Artisan creamery's flavorful yogurt turns heads

Artisan creamery's flavorful yogurt turns heads

ATLANTA — One of the most exciting things to hit commercial yogurt-making since "fruit on the bottom" operates from a generic-looking office park located along an access road in Norcross, Ga.

The sign outside says "AtlantaFresh." But, "Deliciously mad culinary scientists at work inside" would be an equally apt description of this 3-year-old company that caught the Greek yogurt wave early on and has been seeking out exotic flavor shores ever since.

Keep your boring blueberry, your plain-Jane peach! At AtlantaFresh, that think-outside-the-container mentality has resulted in a flavor lineup that includes Black Cherry & Port Wine, Mango-Pineapple-Habanero (aka "Tropical Sweet Heat") and — coming in March — Bananas Foster and Strawberry, Basil, Balsamic.

(Yes, those are two separate flavors, but don't put anything past AtlantaFresh Artisan Creamery founder Ron Marks at this point.)

"I call it the 'Tongue of the Street,' " Marks said in summing up the unique approach to Greek yogurt that has caught the attention — and shelf space — of Whole Foods in 13 states, Alon's and some 30 other supermarkets and specialty-food shops around metro Atlanta.

"The most successful (food) products are a combination of craftsmanship, skill and instincts about what people want to eat, even if they don't always realize it."

That is the AtlantaFresh recipe, said Stephen Corradini, Whole Foods' vice president of purchasing for the South region. AtlantaFresh already is his region's No. 3 best-selling Greek yogurt brand, and Whole Foods' Local Producer Loan Program has helped the creamery expand its production and distribution capabilities (Marks says AtlantaFresh produces about 1,700 cases of yogurt per week).

"The No. 1 thing is its overall taste. You can instantly feel the difference, the quality, on your tongue," Corradini enthused. "Beyond that, it's the creative aspect of the flavors — like the Mexican chocolate, like the maple-bacon. No one else is doing that in yogurt."

He's not alone in declaring AtlantaFresh habañero hot.

Both Food & Wine and Cooking Light magazines have heaped praise on AtlantaFresh, with the latter dubbing its velvety smooth Greek (nearly all flavors are available in nonfat, 2 percent and frozen versions) the "Perfect Yogurt." That's an especially big deal, given Greek yogurt's rock-star status right now.
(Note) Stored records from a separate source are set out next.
//! Session orchestrator.
//!
//! Owns every [`ManagedProcess`] keyed by session id and publishes
//! [`SessionEvent`]s to subscribers. All registry mutation and all event
//! emission happen under a single lock, so per-session event order is the
//! order in which the orchestrator observed things.

use std::collections::HashMap;
use std::path::{Path, PathBuf};
use std::sync::{Arc, Mutex, MutexGuard, PoisonError, Weak};

use chrono::Utc;
use protocol::{ServerEvent, SessionId, SessionInfo};
use tokio::sync::mpsc;
use uuid::Uuid;

use super::pty::{ManagedProcess, ProcessSink, ProcessSpec, SPAWN_FAILURE_EXIT_CODE};
use crate::config::SessionConfig;

/// Title given to plain shell sessions.
pub const SHELL_TITLE: &str = "Shell";

/// Notification published by the orchestrator.
#[derive(Debug, Clone, PartialEq, Eq)]
pub enum SessionEvent {
    /// A session was created.
    Created(SessionInfo),
    /// A session was destroyed on request.
    Destroyed(SessionId),
    /// A chunk of process output.
    Output { id: SessionId, data: String },
    /// The session's process terminated. Always the last event for `id`.
    Exited { id: SessionId, code: i32 },
}

impl From<SessionEvent> for ServerEvent {
    fn from(event: SessionEvent) -> Self {
        match event {
            SessionEvent::Created(info) => ServerEvent::Created(info),
            SessionEvent::Destroyed(id) => ServerEvent::Destroyed(id),
            SessionEvent::Output { id, data } => ServerEvent::output(id, data),
            SessionEvent::Exited { id, code } => ServerEvent::exited(id, code),
        }
    }
}

struct Entry {
    info: SessionInfo,
    process: ManagedProcess,
}

#[derive(Default)]
struct Registry {
    entries: HashMap<SessionId, Entry>,
    order: Vec<SessionId>,
    subscribers: Vec<mpsc::UnboundedSender<SessionEvent>>,
}

impl Registry {
    fn emit(&mut self, event: SessionEvent) {
        self.subscribers
            .retain(|subscriber| subscriber.send(event.clone()).is_ok());
    }

    fn remove(&mut self, id: &str) -> Option<Entry> {
        let entry = self.entries.remove(id)?;
        self.order.retain(|existing| existing != id);
        Some(entry)
    }

    fn snapshot(&self) -> Vec<SessionInfo> {
        self.order
            .iter()
            .filter_map(|id| self.entries.get(id))
            .map(|entry| entry.info.clone())
            .collect()
    }
}

struct Inner {
    config: SessionConfig,
    home_dir: PathBuf,
    registry: Mutex<Registry>,
}

impl Inner {
    fn registry(&self) -> MutexGuard<'_, Registry> {
        self.registry.lock().unwrap_or_else(PoisonError::into_inner)
    }
}

/// Routes one process's output and exit back into the registry.
struct EntrySink {
    id: SessionId,
    inner: Weak<Inner>,
}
If all yogurt is good for you, then Greek style — which is high in protein and probiotics, and low in sugar and lactose — is even better. Small wonder then that it currently accounts for 36 percent of the $6.5 billion in total U.S. yogurt sales, according to investment firm AllianceBernstein. That's up from a mere 4 percent in 2008.

But good for you — let alone "perfect" — doesn't come cheap. A 6-ounce container of AtlantaFresh costs $2.39 at Whole Foods and $2 at its Norcross company store, which is open three days a week.

It's costlier to make Greek yogurt, a painstaking process that involves separating out the water that remains after milk has been cultured (the "whey"). That means buying a lot more milk: about 300 gallons to make 100 gallons of AtlantaFresh Greek, Marks said.

But what milk! It arrives fresh and free of artificial growth hormones in the morning from Southern Swiss Dairy in Waynesboro, Ga., allowing AtlantaFresh to pitch its yogurt as "24 Hours Cow to Carton." All the fruit fillings are made in house, which explains all those nonrubbery peach chunks studding the popular Peach & Ginger flavor.

"Someone sits here and peels and chops 50 pounds of ginger," said Ray Feeney, who started out selling AtlantaFresh at farmers markets two years ago and now is a key member of the nine-person staff that handles everything except delivery.

Marks, 57, grew up in western Pennsylvania, where his parents ran a general store, and he has "vivid memories" of small dairy farms' products. A Culinary Institute of America graduate, he worked as a high-end restaurant chef, then became Applebee's senior vice president of research and development and eventually started his own firm, Focus on Food. Business slowed when the recession hit in 2008; by then, though, Marks' research had pointed him back to where he'd essentially started.

"Artisan creameries were being established in traditional dairy country, but no one was doing it in the Southeast," said Marks, who opened AtlantaFresh in the old Focus on Food location. "I thought there was a vacuum." A vacuum that was just waiting to be filled with Strawberry, Basil, Balsamic, apparently.

"It can be a bridge of comfort for them to try something new," Marks said of people who have maybe tried a salad with that combination but not Greek yogurt and vice versa. "It's a win-win."